American Deaf educator (1798–1877)

Sophia Fowler Gallaudet (March 20, 1798 - May 13, 1877) was the wife of Thomas Hopkins Gallaudet. As the founding matron of the school that became Gallaudet University, she played an important role in deaf history, even playing a key role in lobbying US congressmen in the effort to establish Gallaudet (then the "National Deaf-Mute College"). She was appointed to be the first matron of the Columbia Institution on May 30, 1857, and held the position for nine years, until August 1, 1866.

==Biography==
She was born as Sophia Fowler near the town of Guilford, Connecticut, on March 20, 1798, to Miner Fowler and Rachel Hall. Born deaf, she first attended school at age 19, starting (along with her sister Parnel) at the new school for the Deaf in Hartford in 1817 and continued her studies until the Spring of 1821. While she was a student there she became engaged to the principal of the school, Thomas Hopkins Gallaudet.

She married Thomas on August 29, 1821, and had eight children: Thomas (1822–1902), Sophia (1824–1865), Peter Wallace (1827–1903), Jane Hall (1827–1853), William Lewis (1829–1887), Catherine "Kate" Fowler (1831–1917), and Edward Miner (1837–1917).

She died on May 13, 1877, in Washington, District of Columbia, and was interred in Cedar Hill Cemetery in Hartford, Connecticut.

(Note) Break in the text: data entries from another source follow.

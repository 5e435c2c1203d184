//! Pointer down handling - start drawing, start a marquee, or record a press.
//!
//! ## Performance Notes
//!
//! Hit testing goes through the surface's R-tree, so a press costs
//! O(log n) regardless of scene size.
//!
//! Enable profiling with `cargo build --features profiling` to see timing.

use super::{PendingPress, PointerButton, PointerEvent};
use crate::error::CanvasResult;
use crate::factory;
use crate::geometry::Rect;
use crate::profile_scope;
use crate::session::CanvasSession;
use crate::surface::RenderSurface;
use tracing::debug;

impl<S: RenderSurface> CanvasSession<S> {
    /// Handle a pointer press in scene coordinates.
    ///
    /// Fails with `UnsupportedShapeType` when the active tool cannot be drawn;
    /// the state stays `Idle` in that case.
    pub fn pointer_down(&mut self, event: &PointerEvent) -> CanvasResult<()> {
        profile_scope!("pointer_down");

        if event.button != PointerButton::Primary {
            return Ok(());
        }
        if !self.input.is_idle() {
            debug!("Ignoring pointer down while {:?} is active", self.input);
            return Ok(());
        }

        let pos = event.position;
        self.press = None;

        // In drawing mode every press starts a shape, even on top of another one
        if self.drawing_mode {
            let Some(kind) = self.active_tool else {
                return Ok(());
            };
            let shape = factory::create(kind, pos.x, pos.y, 0.0, 0.0, &self.current_style)?;
            debug!("Started drawing {} at ({}, {})", kind, pos.x, pos.y);

            self.surface.add_node(&shape);
            self.surface.batch_draw();
            self.input.start_drawing(kind, pos, shape);
            return Ok(());
        }

        // Unbound nodes (eraser strokes) still cover what lies beneath them
        let hit = self.surface.hit_test(pos);
        if let Some(id) = hit.filter(|id| self.scene.get(*id).is_some_and(|s| !s.is_bound())) {
            debug!("Press absorbed by unbound node {}", id);
            return Ok(());
        }

        match hit.filter(|id| self.scene.contains(*id)) {
            Some(id) => {
                if let Some(shape) = self.scene.get_mut(id) {
                    self.bindings.apply_drag_policy(shape, self.drawing_mode);
                }
                self.press = Some(PendingPress {
                    target: Some(id),
                    origin: pos,
                    modifiers: event.modifiers,
                    moved: false,
                });
            }
            None => {
                let additive = event.modifiers.is_toggle();
                self.surface.show_marquee(Rect::new(pos.x, pos.y, 0.0, 0.0));
                self.surface.batch_draw();
                self.input.start_marquee(pos, additive);
                debug!("Started marquee at ({}, {}), additive: {}", pos.x, pos.y, additive);
            }
        }

        Ok(())
    }
}
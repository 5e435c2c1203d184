//! Input state machine - one explicit state for every pointer interaction.
//!
//! ## State Transitions
//!
//! ```text
//! Idle -> Drawing              (pointer down in drawing mode with a tool)
//! Idle -> MarqueeSelecting     (pointer down on empty background)
//!
//! Drawing -> Idle              (pointer up commits the shape, Escape discards it)
//! MarqueeSelecting -> Idle     (pointer up selects, Escape discards the marquee)
//! ```
//!
//! The in-progress shape lives inside `Drawing`, so there can never be two of
//! them at once.

use super::Modifiers;
use crate::geometry::{Point, Rect};
use crate::types::{Shape, ShapeId, ShapeKind};

/// Unified input state for all pointer interactions.
#[derive(Debug, Clone, Default)]
pub enum InputState {
    /// No active input operation
    #[default]
    Idle,

    /// Dragging out a new shape
    Drawing {
        /// Tool being used
        kind: ShapeKind,
        /// Drawing start position
        start: Point,
        /// The shape being drawn; on the surface but not yet in the scene
        shape: Shape,
    },

    /// Marquee/box selection
    MarqueeSelecting {
        /// Selection box start position
        start: Point,
        /// Current pointer position
        current: Point,
        /// Modifier held when the marquee started
        additive: bool,
        /// Set once the pointer leaves the click tolerance; a marquee that
        /// returns to its start is still a marquee
        moved: bool,
    },
}

/// A press in `Idle` that may turn into a click.
#[derive(Debug, Clone, Copy, PartialEq)]
pub struct PendingPress {
    /// Shape under the pointer, `None` for the background
    pub target: Option<ShapeId>,
    pub origin: Point,
    pub modifiers: Modifiers,
    /// Set once the pointer leaves the click tolerance
    pub moved: bool,
}

impl InputState {
    /// Returns true if the state is Idle
    pub fn is_idle(&self) -> bool {
        matches!(self, Self::Idle)
    }

    /// Returns true if currently drawing
    pub fn is_drawing(&self) -> bool {
        matches!(self, Self::Drawing { .. })
    }

    /// Returns true if currently marquee selecting
    pub fn is_marquee_selecting(&self) -> bool {
        matches!(self, Self::MarqueeSelecting { .. })
    }

    /// Reset to Idle state
    pub fn reset(&mut self) {
        *self = Self::Idle;
    }

    pub fn start_drawing(&mut self, kind: ShapeKind, start: Point, shape: Shape) {
        *self = Self::Drawing { kind, start, shape };
    }

    pub fn start_marquee(&mut self, start: Point, additive: bool) {
        *self = Self::MarqueeSelecting {
            start,
            current: start,
            additive,
            moved: false,
        };
    }

    /// The in-progress shape, if drawing
    pub fn drawing_shape(&self) -> Option<&Shape> {
        match self {
            Self::Drawing { shape, .. } => Some(shape),
            _ => None,
        }
    }

    /// Get the drawing start position, if drawing
    pub fn drawing_start(&self) -> Option<Point> {
        match self {
            Self::Drawing { start, .. } => Some(*start),
            _ => None,
        }
    }

    /// Current marquee rectangle, normalized
    pub fn marquee_rect(&self) -> Option<Rect> {
        match self {
            Self::MarqueeSelecting { start, current, .. } => Some(Rect::from_corners(*start, *current)),
            _ => None,
        }
    }
}
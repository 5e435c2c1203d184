//! Selection algebra tests.

use sketchboard::geometry::{contains, intersects, Point, Rect, SelectionMode};

fn sample_rects() -> Vec<Rect> {
    let mut rects = Vec::new();
    for x in [-20.0, 0.0, 5.0, 10.0, 40.0] {
        for y in [-5.0, 0.0, 10.0, 25.0] {
            for (w, h) in [(0.0, 0.0), (10.0, 10.0), (30.0, 5.0)] {
                rects.push(Rect::new(x, y, w, h));
            }
        }
    }
    rects
}

#[test]
fn test_intersects_symmetric_over_samples() {
    let rects = sample_rects();
    for a in &rects {
        for b in &rects {
            assert_eq!(intersects(a, b), intersects(b, a), "{a:?} / {b:?}");
        }
    }
}

#[test]
fn test_contains_reflexive_and_implies_intersects() {
    let rects = sample_rects();
    for a in &rects {
        assert!(contains(a, a));
        for b in &rects {
            if contains(a, b) {
                assert!(intersects(a, b), "{a:?} contains {b:?} but does not intersect");
            }
        }
    }
}

#[test]
fn test_zero_size_rect_inside_is_contained() {
    let outer = Rect::new(0.0, 0.0, 10.0, 10.0);
    let point_rect = Rect::new(4.0, 4.0, 0.0, 0.0);
    assert!(contains(&outer, &point_rect));
    assert!(intersects(&outer, &point_rect));
}

#[test]
fn test_min_abs_rule_in_every_direction() {
    let anchor = Point::new(50.0, 50.0);
    for (dx, dy) in [(30.0, 20.0), (-30.0, 20.0), (30.0, -20.0), (-30.0, -20.0)] {
        let rect = Rect::from_corners(anchor, anchor.offset(dx, dy));
        assert!(rect.is_well_formed());
        assert_eq!((rect.width, rect.height), (30.0, 20.0));
        assert_eq!(rect.x, 50.0_f32.min(50.0 + dx));
        assert_eq!(rect.y, 50.0_f32.min(50.0 + dy));
    }
}

#[test]
fn test_selection_modes() {
    let marquee = Rect::new(0.0, 0.0, 50.0, 50.0);
    let partially_inside = Rect::new(40.0, 40.0, 20.0, 20.0);
    let fully_inside = Rect::new(10.0, 10.0, 5.0, 5.0);

    assert!(SelectionMode::Intersect.matches(&marquee, &partially_inside));
    assert!(!SelectionMode::Contain.matches(&marquee, &partially_inside));
    assert!(SelectionMode::Contain.matches(&marquee, &fully_inside));
    assert_eq!(SelectionMode::default(), SelectionMode::Intersect);
}
//! The selection set.
//!
//! An ordered, duplicate-free list of shape ids plus an explicit primary
//! member. The primary drives the context menu and text controls; it is not
//! necessarily the first element.

use crate::types::ShapeId;

#[derive(Clone, Debug, Default, PartialEq, Eq)]
pub struct SelectionSet {
    members: Vec<ShapeId>,
    primary: Option<ShapeId>,
}

impl SelectionSet {
    pub fn new() -> Self {
        Self::default()
    }

    pub fn ids(&self) -> &[ShapeId] {
        &self.members
    }

    pub fn primary(&self) -> Option<ShapeId> {
        self.primary
    }

    pub fn len(&self) -> usize {
        self.members.len()
    }

    pub fn is_empty(&self) -> bool {
        self.members.is_empty()
    }

    pub fn contains(&self, id: ShapeId) -> bool {
        self.members.contains(&id)
    }

    /// True if `id` is the only member
    pub fn is_sole(&self, id: ShapeId) -> bool {
        self.members.len() == 1 && self.members[0] == id
    }

    pub fn clear(&mut self) {
        self.members.clear();
        self.primary = None;
    }

    pub fn select_only(&mut self, id: ShapeId) {
        self.members.clear();
        self.members.push(id);
        self.primary = Some(id);
    }

    /// Replace the members, dropping duplicates. The first id becomes primary.
    pub fn replace<I: IntoIterator<Item = ShapeId>>(&mut self, ids: I) {
        self.members.clear();
        self.primary = None;
        self.extend(ids);
    }

    /// Union-extend, keeping existing order and appending new ids.
    pub fn extend<I: IntoIterator<Item = ShapeId>>(&mut self, ids: I) {
        for id in ids {
            if !self.members.contains(&id) {
                self.members.push(id);
            }
        }
        if self.primary.is_none() {
            self.primary = self.members.first().copied();
        }
    }

    /// Toggle membership. Returns true if `id` is now selected.
    ///
    /// Adding makes `id` primary; removing it hands primary to the new first
    /// member.
    pub fn toggle(&mut self, id: ShapeId) -> bool {
        if let Some(pos) = self.members.iter().position(|m| *m == id) {
            self.members.remove(pos);
            if self.primary == Some(id) {
                self.primary = self.members.first().copied();
            }
            false
        } else {
            self.members.push(id);
            self.primary = Some(id);
            true
        }
    }

    /// Remove one id. Returns true if it was selected.
    pub fn remove(&mut self, id: ShapeId) -> bool {
        let before = self.members.len();
        self.retain(|m| m != id);
        before != self.members.len()
    }

    pub fn retain<F: FnMut(ShapeId) -> bool>(&mut self, mut keep: F) {
        self.members.retain(|id| keep(*id));
        if let Some(primary) = self.primary {
            if !self.members.contains(&primary) {
                self.primary = self.members.first().copied();
            }
        }
    }
}
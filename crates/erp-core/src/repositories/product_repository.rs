//! Product repository trait (port)

use async_trait::async_trait;
use uuid::Uuid;

use crate::domain::{Product, ProductUpdate};
use crate::error::DomainError;

#[cfg_attr(test, mockall::automock)]
#[async_trait]
pub trait ProductRepository: Send + Sync {
    async fn list_by_tenant(&self, tenant_id: &Uuid) -> Result<Vec<Product>, DomainError>;
    async fn create(&self, product: &Product) -> Result<Product, DomainError>;
    async fn update(
        &self,
        tenant_id: &Uuid,
        id: &Uuid,
        changes: &ProductUpdate,
    ) -> Result<Product, DomainError>;
    async fn delete(&self, tenant_id: &Uuid, id: &Uuid) -> Result<(), DomainError>;
}
//! Utility functions

/// Mask an email address for log output.
pub fn mask_email(email: &str) -> String {
    if let Some(at_pos) = email.find('@') {
        let (local, domain) = email.split_at(at_pos);
        if local.len() <= 2 {
            format!("{}***{}", &local[..1], domain)
        } else {
            format!("{}***{}", &local[..2], domain)
        }
    } else {
        "***".to_string()
    }
}

#[cfg(test)]
mod tests {
    use super::*;

    #[test]
    fn test_mask_email() {
        assert_eq!(mask_email("bob@x.com"), "bo***@x.com");
        assert_eq!(mask_email("a@x.com"), "a***@x.com");
        assert_eq!(mask_email("not-an-email"), "***");
    }
}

Sophia Fowler Gallaudet, named as the "Mother of the American Deaf," was honored and memorialized in Angeline Fuller Fischer's The Silent Worker, in 1915, to remind young deaf people of her influences that has pervaded Gallaudet College for so many years, and of her contributions to its early growth as an institution of higher education.

A bronze memorial tablet, sculpted by Eugene Hannan, was unveiled in Guilford in 1917. The tablet was to recognize her important role in contributing to the America School for the Deaf, which her husband, Thomas Hopkins Gallaudet, is a co-founder of and helping to establish Gallaudet College, which her son, Edward Miner Gallaudet is a founder of.